### Source material:
◇ ◇ ◇

//! Candidate selection: pick one option contract by delta fit, or one
//! gapping equity by composite score.

use rust_decimal::Decimal;
use rust_decimal_macros::dec;
use tracing::debug;

use super::config::SelectorConfig;
use super::signal::Direction;
use crate::models::{Candidate, Instrument, InstrumentKind};

/// Catalyst keywords that mark a gap as news-driven enough to chase.
const STRONG_CATALYSTS: &[&str] = &[
    "fda", "approval", "merger", "acquisition", "buyout", "partnership", "contract", "earnings",
];

/// Why candidates were discarded, for per-tick observability logging.
#[derive(Debug, Clone, Copy, Default, PartialEq, Eq)]
pub struct RejectionCounts {
    /// Unusable quote (empty book)
    pub quote: u32,
    pub premium: u32,
    pub spread: u32,
    pub volume: u32,
    pub open_interest: u32,
    /// Price outside the configured band
    pub price_band: u32,
    pub gap: u32,
    pub relative_volume: u32,
}

impl RejectionCounts {
    pub fn total(&self) -> u32 {
        self.quote
            + self.premium
            + self.spread
            + self.volume
            + self.open_interest
            + self.price_band
            + self.gap
            + self.relative_volume
    }
}

/// Result of one selection pass.
#[derive(Debug, Clone)]
pub struct Selection<T> {
    pub chosen: Option<T>,
    pub rejections: RejectionCounts,
}

pub struct CandidateSelector {
    config: SelectorConfig,
}

impl CandidateSelector {
    pub fn new(config: SelectorConfig) -> Self {
        Self { config }
    }

    /// Pick the contract whose delta best fits the target for the signal
    /// direction. Lower score wins: delta miss plus double-weighted spread,
    /// minus a small liquidity credit.
    pub fn select_option(
        &self,
        chain: &[Instrument],
        direction: Direction,
    ) -> Selection<Instrument> {
        let wanted_kind = match direction {
            Direction::Up => InstrumentKind::Call,
            Direction::Down => InstrumentKind::Put,
        };
        let target_delta = match direction {
            Direction::Up => self.config.target_delta,
            Direction::Down => -self.config.target_delta,
        };

        let mut rejections = RejectionCounts::default();
        let mut best: Option<(Decimal, &Instrument)> = None;

        for contract in chain.iter().filter(|c| c.kind == wanted_kind) {
            if contract.bid <= Decimal::ZERO || contract.ask <= Decimal::ZERO {
                rejections.quote += 1;
                continue;
            }
            if contract.mid() < self.config.min_premium {
                rejections.premium += 1;
                continue;
            }
            if contract.spread_pct() > self.config.max_spread_pct {
                rejections.spread += 1;
                continue;
            }
            if contract.volume < self.config.min_volume {
                rejections.volume += 1;
                continue;
            }
            if contract.open_interest < self.config.min_open_interest {
                rejections.open_interest += 1;
                continue;
            }

            let liquidity_credit =
                (Decimal::from(contract.volume) / dec!(10000)).min(dec!(0.1));
            let score = (target_delta - contract.metric).abs()
                + Decimal::TWO * contract.spread_pct()
                - liquidity_credit;

            if best.map_or(true, |(s, _)| score < s) {
                best = Some((score, contract));
            }
        }

        if let Some((score, contract)) = best {
            debug!(contract = %contract.id, %score, rejected = rejections.total(), "contract selected");
        }

        Selection {
            chosen: best.map(|(_, c)| c.clone()),
            rejections,
        }
    }

    /// Rank the scanner watchlist and pick the strongest gap. Higher score
    /// wins. Gaps without news score a heavy penalty since they tend to
    /// fade.
    pub fn select_gap(&self, watchlist: &[Candidate]) -> Selection<Candidate> {
        let mut rejections = RejectionCounts::default();
        let mut best: Option<Candidate> = None;

        for candidate in watchlist {
            if candidate.price < self.config.min_price || candidate.price > self.config.max_price {
                rejections.price_band += 1;
                continue;
            }
            if candidate.gap_pct < self.config.min_gap_pct {
                rejections.gap += 1;
                continue;
            }
            let rvol = candidate.relative_volume();
            if let Some(rvol) = rvol {
                if rvol < self.config.min_relative_volume {
                    rejections.relative_volume += 1;
                    continue;
                }
            }

            let score = Self::gap_score(candidate, rvol);
            if best.as_ref().map_or(true, |b| score > b.score) {
                let mut chosen = candidate.clone();
                chosen.score = score;
                best = Some(chosen);
            }
        }

        if let Some(candidate) = &best {
            debug!(symbol = %candidate.symbol, score = %candidate.score, rejected = rejections.total(), "gap candidate selected");
        }

        Selection {
            chosen: best,
            rejections,
        }
    }

    fn gap_score(candidate: &Candidate, rvol: Option<Decimal>) -> Decimal {
        let gap_term = candidate.gap_pct.min(dec!(30));
        let rvol_term = rvol.map_or(Decimal::ONE, |r| r.min(dec!(10)));
        let bucket = Self::price_bucket_bonus(candidate.price);
        let catalyst = Self::catalyst_multiplier(candidate.catalyst.as_deref());
        gap_term * rvol_term * bucket * catalyst
    }

    /// Low-float sweet spot gets the biggest bonus.
    fn price_bucket_bonus(price: Decimal) -> Decimal {
        if price >= dec!(5) && price <= dec!(20) {
            dec!(2.0)
        } else if (price >= dec!(2) && price < dec!(5)) || (price > dec!(20) && price <= dec!(30)) {
            dec!(1.5)
        } else {
            Decimal::ONE
        }
    }

    fn catalyst_multiplier(catalyst: Option<&str>) -> Decimal {
        match catalyst {
            Some(headline) => {
                let lower = headline.to_lowercase();
                if STRONG_CATALYSTS.iter().any(|kw| lower.contains(kw)) {
                    dec!(2.0)
                } else {
                    dec!(1.5)
                }
            }
            None => dec!(0.4),
        }
    }
}

#[cfg(test)]
mod tests {
    use super::*;

    fn contract(
        id: &str,
        kind: InstrumentKind,
        bid: Decimal,
        ask: Decimal,
        delta: Decimal,
        volume: u64,
        oi: u64,
    ) -> Instrument {
        Instrument {
            id: id.to_string(),
            underlying: "SPY".to_string(),
            kind,
            bid,
            ask,
            last: bid,
            metric: delta,
            volume,
            open_interest: oi,
            multiplier: dec!(100),
        }
    }

    fn candidate(symbol: &str, price: Decimal, gap: Decimal, catalyst: Option<&str>) -> Candidate {
        Candidate {
            symbol: symbol.to_string(),
            price,
            prev_close: price / (Decimal::ONE + gap / Decimal::ONE_HUNDRED),
            gap_pct: gap,
            volume: 3_000_000,
            avg_volume: 600_000, // rvol 5
            day_high: price,
            day_low: price * dec!(0.9),
            catalyst: catalyst.map(str::to_string),
            score: Decimal::ZERO,
        }
    }

    fn selector() -> CandidateSelector {
        CandidateSelector::new(SelectorConfig::default())
    }

    #[test]
    fn test_option_hard_filters_tallied() {
        let chain = vec![
            contract("A", InstrumentKind::Call, dec!(0), dec!(0.50), dec!(0.45), 500, 1000),
            contract("B", InstrumentKind::Call, dec!(0.10), dec!(0.14), dec!(0.45), 500, 1000),
            contract("C", InstrumentKind::Call, dec!(1.00), dec!(1.40), dec!(0.45), 500, 1000),
            contract("D", InstrumentKind::Call, dec!(1.00), dec!(1.05), dec!(0.45), 10, 1000),
            contract("E", InstrumentKind::Call, dec!(1.00), dec!(1.05), dec!(0.45), 500, 10),
        ];
        let selection = selector().select_option(&chain, Direction::Up);
        assert!(selection.chosen.is_none());
        assert_eq!(selection.rejections.quote, 1);
        assert_eq!(selection.rejections.premium, 1);
        assert_eq!(selection.rejections.spread, 1);
        assert_eq!(selection.rejections.volume, 1);
        assert_eq!(selection.rejections.open_interest, 1);
        assert_eq!(selection.rejections.total(), 5);
    }

    #[test]
    fn test_option_best_delta_fit_wins() {
        let chain = vec![
            contract("FAR", InstrumentKind::Call, dec!(1.00), dec!(1.04), dec!(0.70), 500, 1000),
            contract("FIT", InstrumentKind::Call, dec!(1.00), dec!(1.04), dec!(0.46), 500, 1000),
        ];
        let selection = selector().select_option(&chain, Direction::Up);
        assert_eq!(selection.chosen.unwrap().id, "FIT");
    }

    #[test]
    fn test_option_spread_breaks_delta_tie() {
        // Equal delta miss; the tighter spread must win.
        let chain = vec![
            contract("WIDE", InstrumentKind::Call, dec!(0.95), dec!(1.07), dec!(0.45), 500, 1000),
            contract("TIGHT", InstrumentKind::Call, dec!(1.00), dec!(1.02), dec!(0.45), 500, 1000),
        ];
        let selection = selector().select_option(&chain, Direction::Up);
        assert_eq!(selection.chosen.unwrap().id, "TIGHT");
    }

    #[test]
    fn test_down_signal_picks_puts() {
        let chain = vec![
            contract("CALL", InstrumentKind::Call, dec!(1.00), dec!(1.04), dec!(0.45), 500, 1000),
            contract("PUT", InstrumentKind::Put, dec!(1.00), dec!(1.04), dec!(-0.44), 500, 1000),
        ];
        let selection = selector().select_option(&chain, Direction::Down);
        assert_eq!(selection.chosen.unwrap().id, "PUT");
    }

    #[test]
    fn test_gap_filters() {
        let watchlist = vec![
            candidate("CHEAP", dec!(1.50), dec!(25), Some("FDA approval")),
            candidate("SMALLGAP", dec!(8.00), dec!(5), Some("FDA approval")),
            {
                let mut thin = candidate("THIN", dec!(8.00), dec!(25), Some("FDA approval"));
                thin.volume = 600_000; // rvol 1
                thin
            },
        ];
        let selection = selector().select_gap(&watchlist);
        assert!(selection.chosen.is_none());
        assert_eq!(selection.rejections.price_band, 1);
        assert_eq!(selection.rejections.gap, 1);
        assert_eq!(selection.rejections.relative_volume, 1);
    }

    #[test]
    fn test_gap_scoring_and_catalyst() {
        // Same gap and rvol; strong catalyst in the sweet-spot bucket wins.
        let watchlist = vec![
            candidate("NONEWS", dec!(8.00), dec!(25), None),
            candidate("SOFT", dec!(8.00), dec!(25), Some("unusual volume noted")),
            candidate("STRONG", dec!(8.00), dec!(25), Some("Merger agreement announced")),
        ];
        let selection = selector().select_gap(&watchlist);
        let chosen = selection.chosen.unwrap();
        assert_eq!(chosen.symbol, "STRONG");
        // 25 x 5 x 2.0 (bucket) x 2.0 (strong catalyst)
        assert_eq!(chosen.score, dec!(500));
    }

    #[test]
    fn test_gap_cap_terms() {
        // gap capped at 30, rvol capped at 10
        let mut huge = candidate("HUGE", dec!(8.00), dec!(80), Some("merger"));
        huge.volume = 30_000_000; // rvol 50
        let selection = selector().select_gap(&[huge]);
        // 30 x 10 x 2.0 x 2.0
        assert_eq!(selection.chosen.unwrap().score, dec!(1200));
    }
}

◇ ◇ ◇

### Your objective:
Once you find the line with "one selection pass." in the entries above, output it and each line after it up to and including the line with "- liquidity_credit;", and nothing else.

### The answer:
/// Result of one selection pass.
#[derive(Debug, Clone)]
pub struct Selection<T> {
    pub chosen: Option<T>,
    pub rejections: RejectionCounts,
}

pub struct CandidateSelector {
    config: SelectorConfig,
}

impl CandidateSelector {
    pub fn new(config: SelectorConfig) -> Self {
        Self { config }
    }

    /// Pick the contract whose delta best fits the target for the signal
    /// direction. Lower score wins: delta miss plus double-weighted spread,
    /// minus a small liquidity credit.
    pub fn select_option(
        &self,
        chain: &[Instrument],
        direction: Direction,
    ) -> Selection<Instrument> {
        let wanted_kind = match direction {
            Direction::Up => InstrumentKind::Call,
            Direction::Down => InstrumentKind::Put,
        };
        let target_delta = match direction {
            Direction::Up => self.config.target_delta,
            Direction::Down => -self.config.target_delta,
        };

        let mut rejections = RejectionCounts::default();
        let mut best: Option<(Decimal, &Instrument)> = None;

        for contract in chain.iter().filter(|c| c.kind == wanted_kind) {
            if contract.bid <= Decimal::ZERO || contract.ask <= Decimal::ZERO {
                rejections.quote += 1;
                continue;
            }
            if contract.mid() < self.config.min_premium {
                rejections.premium += 1;
                continue;
            }
            if contract.spread_pct() > self.config.max_spread_pct {
                rejections.spread += 1;
                continue;
            }
            if contract.volume < self.config.min_volume {
                rejections.volume += 1;
                continue;
            }
            if contract.open_interest < self.config.min_open_interest {
                rejections.open_interest += 1;
                continue;
            }

            let liquidity_credit =
                (Decimal::from(contract.volume) / dec!(10000)).min(dec!(0.1));
            let score = (target_delta - contract.metric).abs()
                + Decimal::TWO * contract.spread_pct()
                - liquidity_credit;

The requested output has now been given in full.